== GIVEN ENTRIES

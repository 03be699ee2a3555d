//! Expense domain types.

use chrono::{DateTime, Utc};
use rust_decimal::Decimal;
use serde::{Deserialize, Serialize};
use tally_shared::types::{CategoryId, ExpenseId, UserId};

use crate::parsing::ParsedExpenseCandidate;

/// A persisted expense with both original and home-currency amounts.
///
/// `home_amount` equals `original_amount * exchange_rate`, rounded to four
/// decimal places with banker's rounding.
#[derive(Debug, Clone, PartialEq, Eq, Serialize, Deserialize)]
pub struct Expense {
    /// Row identifier.
    pub id: ExpenseId,
    /// Owner.
    pub user_id: UserId,
    /// What the money was spent on.
    pub description: String,
    /// Amount as spent, in `currency`.
    pub original_amount: Decimal,
    /// Transaction currency.
    pub currency: String,
    /// Amount in the user's home currency.
    pub home_amount: Decimal,
    /// The user's reporting currency.
    pub home_currency: String,
    /// 1 `currency` = `exchange_rate` `home_currency`; 1 when no conversion happened.
    pub exchange_rate: Decimal,
    /// Category, when one was resolved.
    pub category_id: Option<CategoryId>,
    /// Never empty once persisted.
    pub account: String,
    /// When the money was spent.
    pub expense_date: DateTime<Utc>,
    /// Insert time.
    pub created_at: DateTime<Utc>,
    /// Last update time.
    pub updated_at: DateTime<Utc>,
}

/// A user-defined expense category.
#[derive(Debug, Clone, PartialEq, Eq, Serialize, Deserialize)]
pub struct Category {
    /// Row identifier.
    pub id: CategoryId,
    /// Owner.
    pub user_id: UserId,
    /// Display name, matched exactly against suggestions.
    pub name: String,
    /// Insert time.
    pub created_at: DateTime<Utc>,
}

impl Category {
    /// Creates a category owned by `user_id`.
    #[must_use]
    pub fn new(user_id: UserId, name: impl Into<String>) -> Self {
        Self {
            id: CategoryId::new(),
            user_id,
            name: name.into(),
            created_at: Utc::now(),
        }
    }
}

/// Input to [`ExpenseAssembler::execute`](super::ExpenseAssembler::execute).
///
/// Everything except user, description and amount is optional and resolved
/// by the assembler.
#[derive(Debug, Clone, PartialEq, Eq, Serialize, Deserialize)]
pub struct CreateExpenseRequest {
    /// Owner.
    pub user_id: UserId,
    /// What the money was spent on.
    pub description: String,
    /// Amount in the transaction currency.
    pub amount: Decimal,
    /// Transaction currency; defaults to the home currency.
    pub currency: Option<String>,
    /// Overrides the user's preferred home currency.
    pub home_currency: Option<String>,
    /// Pre-converted amount, trusted as is.
    pub home_amount: Option<Decimal>,
    /// Rate that produced `home_amount`.
    pub exchange_rate: Option<Decimal>,
    /// Explicit category; skips suggestion.
    pub category_id: Option<CategoryId>,
    /// Category name already suggested upstream; skips the AI call.
    pub suggested_category: Option<String>,
    /// Payment account; empty means cash.
    pub account: String,
    /// Defaults to now.
    pub expense_date: Option<DateTime<Utc>>,
}

impl CreateExpenseRequest {
    /// A minimal request in the home currency.
    #[must_use]
    pub fn new(user_id: UserId, description: impl Into<String>, amount: Decimal) -> Self {
        Self {
            user_id,
            description: description.into(),
            amount,
            currency: None,
            home_currency: None,
            home_amount: None,
            exchange_rate: None,
            category_id: None,
            suggested_category: None,
            account: String::new(),
            expense_date: None,
        }
    }

    /// Builds a request from a parsed candidate.
    #[must_use]
    pub fn from_candidate(user_id: UserId, candidate: ParsedExpenseCandidate) -> Self {
        Self {
            currency: Some(candidate.currency).filter(|c| !c.trim().is_empty()),
            suggested_category: candidate
                .suggested_category
                .filter(|c| !c.trim().is_empty()),
            account: candidate.account,
            expense_date: candidate.date,
            ..Self::new(user_id, candidate.description, candidate.amount)
        }
    }

    /// Sets the transaction currency.
    #[must_use]
    pub fn with_currency(mut self, currency: impl Into<String>) -> Self {
        self.currency = Some(currency.into());
        self
    }

    /// Sets the suggested category name.
    #[must_use]
    pub fn suggested_category(mut self, name: impl Into<String>) -> Self {
        self.suggested_category = Some(name.into());
        self
    }
}

/// A created expense plus the confirmation text for the user.
#[derive(Debug, Clone, PartialEq, Eq, Serialize)]
pub struct ExpenseSummary {
    /// The stored expense.
    pub expense: Expense,
    /// Resolved category name, when known.
    pub category_name: Option<String>,
    /// e.g. "Recorded lunch 3150 TWD (100 USD) [Food]".
    pub message: String,
}
//! Currency conversion arithmetic.
//!
//! Converted amounts are rounded to [`CONVERSION_SCALE`] decimal places with
//! banker's rounding (round half to even), so repeated conversions do not
//! drift in one direction.

use rust_decimal::Decimal;
use rust_decimal::RoundingStrategy;

/// Decimal places kept on converted home-currency amounts.
pub const CONVERSION_SCALE: u32 = 4;

/// Converts an amount using the given exchange rate.
///
/// Uses banker's rounding (round half to even) to minimize cumulative errors.
/// Returns `None` when the product does not fit in a `Decimal`.
#[must_use]
pub fn convert_amount(amount: Decimal, rate: Decimal, decimal_places: u32) -> Option<Decimal> {
    let converted = amount.checked_mul(rate)?;
    Some(converted.round_dp_with_strategy(decimal_places, RoundingStrategy::MidpointNearestEven))
}

/// Converts at the standard [`CONVERSION_SCALE`].
#[must_use]
pub fn convert(amount: Decimal, rate: Decimal) -> Option<Decimal> {
    convert_amount(amount, rate, CONVERSION_SCALE)
}

/// Rate implied by a pre-converted amount (`home / original`), or `None` for a zero original.
#[must_use]
pub fn implied_rate(original: Decimal, home: Decimal) -> Option<Decimal> {
    if original.is_zero() {
        None
    } else {
        home.checked_div(original)
    }
}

====

WHAT YOU WILL DO: Go through the listing above and return every line where the word "ParsedExpenseCandidate" occurs.

TASK RESULT:
use crate::parsing::ParsedExpenseCandidate;
    pub fn from_candidate(user_id: UserId, candidate: ParsedExpenseCandidate) -> Self {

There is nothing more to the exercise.